[Records from a data collection]
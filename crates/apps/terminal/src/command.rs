//! Built-in command table and the fixed text some commands print.

use thiserror::Error;

use platform_host::FsLookupError;

#[derive(Debug, Clone, Copy, PartialEq, Eq)]
/// Commands the terminal understands.
pub enum Command {
    /// Lists the built-in commands.
    Help,
    /// Prints the credits banner.
    Credits,
    /// Empties the transcript.
    Clear,
    /// Prints its arguments.
    Echo,
    /// Prints the current date and time.
    Date,
    /// Lists a directory.
    Ls,
    /// Changes the working directory.
    Cd,
    /// Prints the working directory.
    Pwd,
    /// Prints a file.
    Cat,
    /// Prints the user name.
    Whoami,
    /// Prints the system name.
    Uname,
    /// Lists previous commands, newest first.
    History,
    /// Prints a fixed process table.
    Ps,
    /// Prints a fixed network configuration.
    Ifconfig,
    /// Prints a simulated ping exchange.
    Ping,
    /// Explains how to close the window.
    Exit,
}

impl Command {
    /// Every command in help order.
    pub const ALL: [Self; 16] = [
        Self::Help,
        Self::Credits,
        Self::Clear,
        Self::Echo,
        Self::Date,
        Self::Ls,
        Self::Cd,
        Self::Pwd,
        Self::Cat,
        Self::Whoami,
        Self::Uname,
        Self::History,
        Self::Ps,
        Self::Ifconfig,
        Self::Ping,
        Self::Exit,
    ];

    /// Name typed at the prompt.
    pub const fn name(self) -> &'static str {
        match self {
            Self::Help => "help",
            Self::Credits => "credits",
            Self::Clear => "clear",
            Self::Echo => "echo",
            Self::Date => "date",
            Self::Ls => "ls",
            Self::Cd => "cd",
            Self::Pwd => "pwd",
            Self::Cat => "cat",
            Self::Whoami => "whoami",
            Self::Uname => "uname",
            Self::History => "history",
            Self::Ps => "ps",
            Self::Ifconfig => "ifconfig",
            Self::Ping => "ping",
            Self::Exit => "exit",
        }
    }

    /// Case-insensitive lookup by name.
    pub fn parse(name: &str) -> Option<Self> {
        let lowered = name.to_lowercase();
        Self::ALL.into_iter().find(|command| command.name() == lowered)
    }

    /// Whether Tab completes a path for this command's last argument.
    pub const fn takes_path(self) -> bool {
        matches!(self, Self::Ls | Self::Cd | Self::Cat)
    }
}

#[derive(Debug, Clone, PartialEq, Eq, Error)]
/// Failures printed in place of command output.
pub enum CommandError {
    /// Unknown command name, echoed as typed.
    #[error("Command not found: {0}")]
    NotFound(String),
    /// `ls` target is missing.
    #[error("ls: cannot access '{0}': No such file or directory")]
    ListMissing(String),
    /// `cd` target is missing or not a directory.
    #[error("cd: {path}: {reason}")]
    ChangeDirectory {
        /// Resolved absolute path.
        path: String,
        /// Lookup failure.
        reason: FsLookupError,
    },
    /// `cat` without an argument.
    #[error("cat: missing file operand")]
    MissingFileOperand,
    /// `cat` target is missing or a directory.
    #[error("cat: {path}: {reason}")]
    Read {
        /// Resolved absolute path.
        path: String,
        /// Lookup failure.
        reason: FsLookupError,
    },
    /// `ping` without a host.
    #[error("ping: missing host operand")]
    MissingHostOperand,
}

pub(crate) const BANNER: [&str; 2] = [
    "WebOS Terminal v1.0.0",
    "Type 'help' to see available commands",
];

pub(crate) const USER_NAME: &str = "user@webos";

pub(crate) const SYSTEM_NAME: &str = "WebOS v1.0.0 running in the browser";

pub(crate) const EXIT_HINT: &str = "Use the window close button to exit the terminal";

pub(crate) const HELP_TEXT: &str = "Available commands:
  help - Show this help message
  credits - Show project information
  clear - Clear the terminal
  echo [text] - Print text
  date - Show current date and time
  ls [path] - List files in directory
  cd [path] - Change directory
  pwd - Print working directory
  cat [file] - Display file contents
  whoami - Show current user
  uname - Show system information
  history - Show command history
  ps - List processes
  ifconfig - Show network configuration
  ping [host] - Ping a host
  exit - Close terminal";

pub(crate) const CREDITS_TEXT: &str = "\
╔═══════════════════════════════════════════════════════════════╗
║                                                               ║
║   WebOS - A web-based operating system interface              ║
║                                                               ║
║   Created by: Shadow                                          ║
║   GitHub: https://github.com/Shadow9308                       ║
║                                                               ║
║   Thank you for using WebOS!                                  ║
║                                                               ║
╚═══════════════════════════════════════════════════════════════╝";

pub(crate) const PS_TEXT: &str = "  PID TTY          TIME CMD
    1 ?        00:00:01 systemd
  123 ?        00:00:00 webos-server
  456 ?        00:00:02 window-manager
  789 tty1     00:00:01 bash
  790 tty1     00:00:00 ps";

pub(crate) const IFCONFIG_TEXT: &str = "eth0: flags=4163<UP,BROADCAST,RUNNING,MULTICAST>  mtu 1500
        inet 192.168.1.100  netmask 255.255.255.0  broadcast 192.168.1.255
        inet6 fe80::1  prefixlen 64  scopeid 0x20<link>
        ether 00:00:00:00:00:00  txqueuelen 1000  (Ethernet)
        RX packets 12345  bytes 1234567 (1.2 MB)
        RX errors 0  dropped 0  overruns 0  frame 0
        TX packets 12345  bytes 1234567 (1.2 MB)
        TX errors 0  dropped 0 overruns 0  carrier 0  collisions 0

lo: flags=73<UP,LOOPBACK,RUNNING>  mtu 65536
        inet 127.0.0.1  netmask 255.0.0.0
        inet6 ::1  prefixlen 128  scopeid 0x10<host>
        loop  txqueuelen 1000  (Local Loopback)
        RX packets 1234  bytes 123456 (123.4 KB)
        RX errors 0  dropped 0  overruns 0  frame 0
        TX packets 1234  bytes 123456 (123.4 KB)
        TX errors 0  dropped 0 overruns 0  carrier 0  collisions 0";

pub(crate) fn ping_text(host: &str) -> String {
    format!(
        "PING {host} (127.0.0.1) 56(84) bytes of data.
64 bytes from localhost (127.0.0.1): icmp_seq=1 ttl=64 time=0.01 ms
64 bytes from localhost (127.0.0.1): icmp_seq=2 ttl=64 time=0.02 ms
64 bytes from localhost (127.0.0.1): icmp_seq=3 ttl=64 time=0.01 ms
64 bytes from localhost (127.0.0.1): icmp_seq=4 ttl=64 time=0.02 ms

--- {host} ping statistics ---
4 packets transmitted, 4 received, 0% packet loss, time 3ms
rtt min/avg/max/mdev = 0.01/0.015/0.02/0.005 ms"
    )
}

#[cfg(test)]
mod tests {
    use super::*;

    #[test]
    fn parse_ignores_case_and_rejects_unknown_names() {
        assert_eq!(Command::parse("LS"), Some(Command::Ls));
        assert_eq!(Command::parse("ifconfig"), Some(Command::Ifconfig));
        assert_eq!(Command::parse("mkdir"), None);
        assert_eq!(Command::parse(""), None);
    }

    #[test]
    fn help_mentions_every_command() {
        for command in Command::ALL {
            assert!(
                HELP_TEXT.contains(&format!("  {} ", command.name())),
                "missing {}",
                command.name()
            );
        }
    }

    #[test]
    fn errors_use_command_style_wording() {
        assert_eq!(
            CommandError::ChangeDirectory {
                path: "/etc/hosts".to_string(),
                reason: FsLookupError::NotADirectory,
            }
            .to_string(),
            "cd: /etc/hosts: Not a directory"
        );
        assert_eq!(
            CommandError::Read {
                path: "/home".to_string(),
                reason: FsLookupError::IsADirectory,
            }
            .to_string(),
            "cat: /home: Is a directory"
        );
        assert_eq!(
            CommandError::NotFound("Foo".to_string()).to_string(),
            "Command not found: Foo"
        );
    }
}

== Exercise goal ==
Go through the entries and copy each line holding the string "without".

== Task output ==
    /// `cat` without an argument.
    /// `ping` without a host.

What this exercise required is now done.